## [ENTRIES SHOWN]
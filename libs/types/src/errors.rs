//! Error types for the snapshot model
//!
//! Comprehensive error taxonomy using thiserror

use thiserror::Error;

/// Errors raised while building book values from raw venue data
#[derive(Error, Debug, Clone, PartialEq)]
pub enum BookError {
    #[error("Invalid decimal: {0:?}")]
    InvalidDecimal(String),

    #[error("Malformed level at index {index}: {reason}")]
    MalformedLevel { index: usize, reason: String },

    #[error("Negative {field}: {value}")]
    NegativeValue { field: &'static str, value: String },

    #[error("Level notional overflows: {price} x {quantity}")]
    NotionalOverflow { price: String, quantity: String },

    #[error("Invalid timestamp: {0}")]
    InvalidTimestamp(String),

    #[error("Empty exchange identifier")]
    EmptyExchange,
}

impl BookError {
    /// Attach a level index to a field-level error.
    pub fn at_level(self, index: usize) -> Self {
        match self {
            BookError::MalformedLevel { .. } => self,
            other => BookError::MalformedLevel {
                index,
                reason: other.to_string(),
            },
        }
    }
}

## [REQUIRED ACTION]
Show all lines above holding "BookError".

## [OUTPUT OF THE TASK]
pub enum BookError {
impl BookError {
            BookError::MalformedLevel { .. } => self,
            other => BookError::MalformedLevel {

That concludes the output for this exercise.